In the petitions, Redmont alleged that at least 60% of the capital stock of
McArthur, Tesoro and Narra are owned and controlled by MBMI Resources, Inc.
(MBMI), a 100% Canadian corporation. Redmont reasoned that since MBMI is a
considerable stockholder of petitioners, it was the driving force behind
petitioners’ filing of the MPSAs over the areas covered by applications since it
knows that it can only participate in mining activities through corporations
which are deemed Filipino citizens. Redmont argued that given that petitioners’
capital stocks were mostly owned by MBMI, they were likewise disqualified
from engaging in mining activities through MPSAs, which are reserved only for
Filipino citizens.
On December 14, 2007, the POA issued a Resolution disqualifying petitioners
from gaining MPSAs. It held:
[I]t is clearly established that respondents are not qualified applicants to engage
in mining activities. On the other hand, [Redmont] having filed its own
applications for an EPA over the areas earlier covered by the MPSA application
of respondents may be considered if and when they are qualified under the law.
The violation of the requirements for the issuance and/or grant of permits over
mining areas is clearly established thus, there is reason to believe that the
cancellation and/or revocation of permits already issued under the premises is
in order and open the areas covered to other qualified applicants.
With respect to the applications of respondents McArthur, Tesoro and Narra for
Financial or Technical Assistance Agreement (FTAA) or conversion of their
MPSA applications to FTAA, the matter for its rejection or approval is left for
determination by the Secretary of the DENR and the President of the Republic of
the Philippines.
After a careful review of the records, the CA found that there was doubt as to the
nationality of petitioners when it realized that petitioners had a common major
investor, MBMI, a corporation composed of 100% Canadians. Pursuant to the
first sentence of paragraph 7 of Department of Justice (DOJ) Opinion No. 020,
Series of 2005, adopting the 1967 SEC Rules which implemented the
requirement of the Constitution and other laws pertaining to the exploitation of
natural resources, the CA used the "grandfather rule" to determine the
nationality of petitioners.
Issues:
I.The Court of Appeals erred when it did not dismiss the case for mootness
despite the fact that the subject matter of the controversy, the MPSA
Applications, have already been converted into FTAA applications and that the
same have already been granted.
Held: We find the petition to be without merit.This case not moot and academic.

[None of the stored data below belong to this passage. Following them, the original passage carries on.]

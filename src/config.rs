//! Environment-driven configuration and the manufacturer catalog.

use std::env;

/// Environment variable naming the base directory the record files are
/// served from.
pub const DATA_URL_ENV: &str = "AAS_EXPLORER_DATA_URL";

const DEFAULT_DATA_URL: &str = "data/";

/// One selectable participant.
#[derive(Debug, Clone)]
pub struct Manufacturer {
    /// Display name; also the owner key the participant's records carry as
    /// `manufacturerPartId`.
    pub name: String,
    /// Root AAS document path, relative to the data base directory.
    pub aas_path: String,
    /// Display color, `#rrggbb`.
    pub color: String,
}

#[derive(Debug, Clone)]
pub struct ExplorerConfig {
    /// Base directory URL the record files are fetched from.
    pub base_dir: String,
    /// Selectable participants, in panel order.
    pub manufacturers: Vec<Manufacturer>,
}

impl ExplorerConfig {
    /// Reads the base directory from `AAS_EXPLORER_DATA_URL`, falling back
    /// to `data/`, with the built-in participant catalog.
    pub fn from_env() -> Self {
        let base_dir = env::var(DATA_URL_ENV).unwrap_or_else(|_| DEFAULT_DATA_URL.to_string());
        Self::with_base_dir(base_dir)
    }

    pub fn with_base_dir(base_dir: impl Into<String>) -> Self {
        Self {
            base_dir: base_dir.into(),
            manufacturers: default_manufacturers(),
        }
    }

    pub fn manufacturer(&self, name: &str) -> Option<&Manufacturer> {
        self.manufacturers
            .iter()
            .find(|manufacturer| manufacturer.name == name)
    }

    /// Display color for an owner key. Unknown owners render colorless.
    pub fn owner_color(&self, owner: &str) -> &str {
        self.manufacturer(owner)
            .map(|manufacturer| manufacturer.color.as_str())
            .unwrap_or("none")
    }
}

fn default_manufacturers() -> Vec<Manufacturer> {
    [
        ("Participant 1", "AAS_P1.json", "#b8af4a"),
        ("Participant 2", "AAS_P2.json", "#3d746d"),
        ("Participant 3", "AAS_P3.json", "#3f3064"),
        ("Participant 4", "AAS_P4.json", "#e65e31"),
        ("Participant 5", "AAS_P5.json", "#8c2f39"),
    ]
    .into_iter()
    .map(|(name, aas_path, color)| Manufacturer {
        name: name.to_string(),
        aas_path: aas_path.to_string(),
        color: color.to_string(),
    })
    .collect()
}

#[cfg(test)]
mod tests {
    use super::*;

    #[test]
    fn test_catalog_lists_five_participants() {
        let config = ExplorerConfig::with_base_dir("mem:/data");
        assert_eq!(config.manufacturers.len(), 5);
        assert_eq!(
            config.manufacturer("Participant 1").unwrap().aas_path,
            "AAS_P1.json"
        );
    }

    #[test]
    fn test_owner_color_falls_back_to_none() {
        let config = ExplorerConfig::with_base_dir("mem:/data");
        assert_eq!(config.owner_color("Participant 1"), "#b8af4a");
        assert_eq!(config.owner_color("BPNL_UNKNOWN"), "none");
    }
}
//! Shared types for the AAS explorer.
//!
//! This crate is the single source of truth for all types crossing the HTTP
//! boundary: the five resolved record shapes, the pre-resolution wire shape
//! of an AAS document, and the placement transform carried by CAD child
//! items.
//!
//! Record kinds are discriminated structurally on the wire (the documents
//! carry no type tag). [`RecordKind::classify`] is the one exhaustive
//! classification over a decoded JSON value; [`Record::from_value`] combines
//! it with typed deserialization so the variant tag is assigned exactly once,
//! at parse time.

mod classify;
pub mod record;
pub mod transform;
pub mod wire;

pub use classify::{ClassifyError, RecordKind};
pub use record::{
    Aas, Bom, BomChildItem, Cad, CadChildItem, ModelData, Part, PartSite, PartTypeInformation,
    Quantity, Record, ValidityPeriod,
};
pub use transform::Transform;
pub use wire::{Endpoint, ProtocolInformation, ShellDocument, SubmodelDescriptor};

We of this Court note that a grave violation of the Constitution, specifically
Section 2 of Article XII, is being committed by a foreign corporation right under
our country’s nose through a myriad of corporate layering under different,
allegedly, Filipino corporations. The intricate corporate layering utilized by the
Canadian company, MBMI, is of exceptional character and involves paramount
public interest since it undeniably affects the exploitation of our Country’s
natural resources. The corresponding actions of petitioners during the lifetime
and existence of the instant case raise questions as what principle is to be
applied to cases with similar issues. No definite ruling on such principle has
been pronounced by the Court; hence, the disposition of the issues or errors in
the instant case will serve as a guide "to the bench, the bar and the public."35
Finally, the instant case is capable of repetition yet evading review, since the
Canadian company, MBMI, can keep on utilizing dummy Filipino corporations
through various schemes of corporate layering and conversion of applications to
skirt the constitutional prohibition against foreign mining in Philippine soil.

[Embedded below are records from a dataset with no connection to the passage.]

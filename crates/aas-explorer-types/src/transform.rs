//! Placement transform for CAD child items.

use serde::{Deserialize, Serialize};

/// Column-major 4x4 placement matrix.
///
/// Each CAD child carries its placement relative to its direct parent. The
/// matrix is handed to the visualization engine as the instance's local
/// transform as-is; it is never pre-multiplied with ancestor transforms.
#[derive(Debug, Clone, Copy, PartialEq, Serialize, Deserialize)]
#[serde(transparent)]
pub struct Transform(pub [f32; 16]);

impl Transform {
    pub const IDENTITY: Transform = Transform([
        1.0, 0.0, 0.0, 0.0, //
        0.0, 1.0, 0.0, 0.0, //
        0.0, 0.0, 1.0, 0.0, //
        0.0, 0.0, 0.0, 1.0,
    ]);
}

impl Default for Transform {
    fn default() -> Self {
        Self::IDENTITY
    }
}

the Grandfather Rule or the second part of the SEC Rule applies only when the
60-40 Filipino-foreign equity ownership is in doubt (i.e., in cases where the joint
venture corporation with Filipino and foreign stockholders with less than 60%
Filipino stockholdings [or 59%] invests in other joint venture corporation which
is either 60-40% Filipino-alien or the 59% less Filipino). Stated differently,
where the 60-40 Filipino- foreign equity ownership is not in doubt, the
Grandfather Rule will not apply. (emphasis supplied)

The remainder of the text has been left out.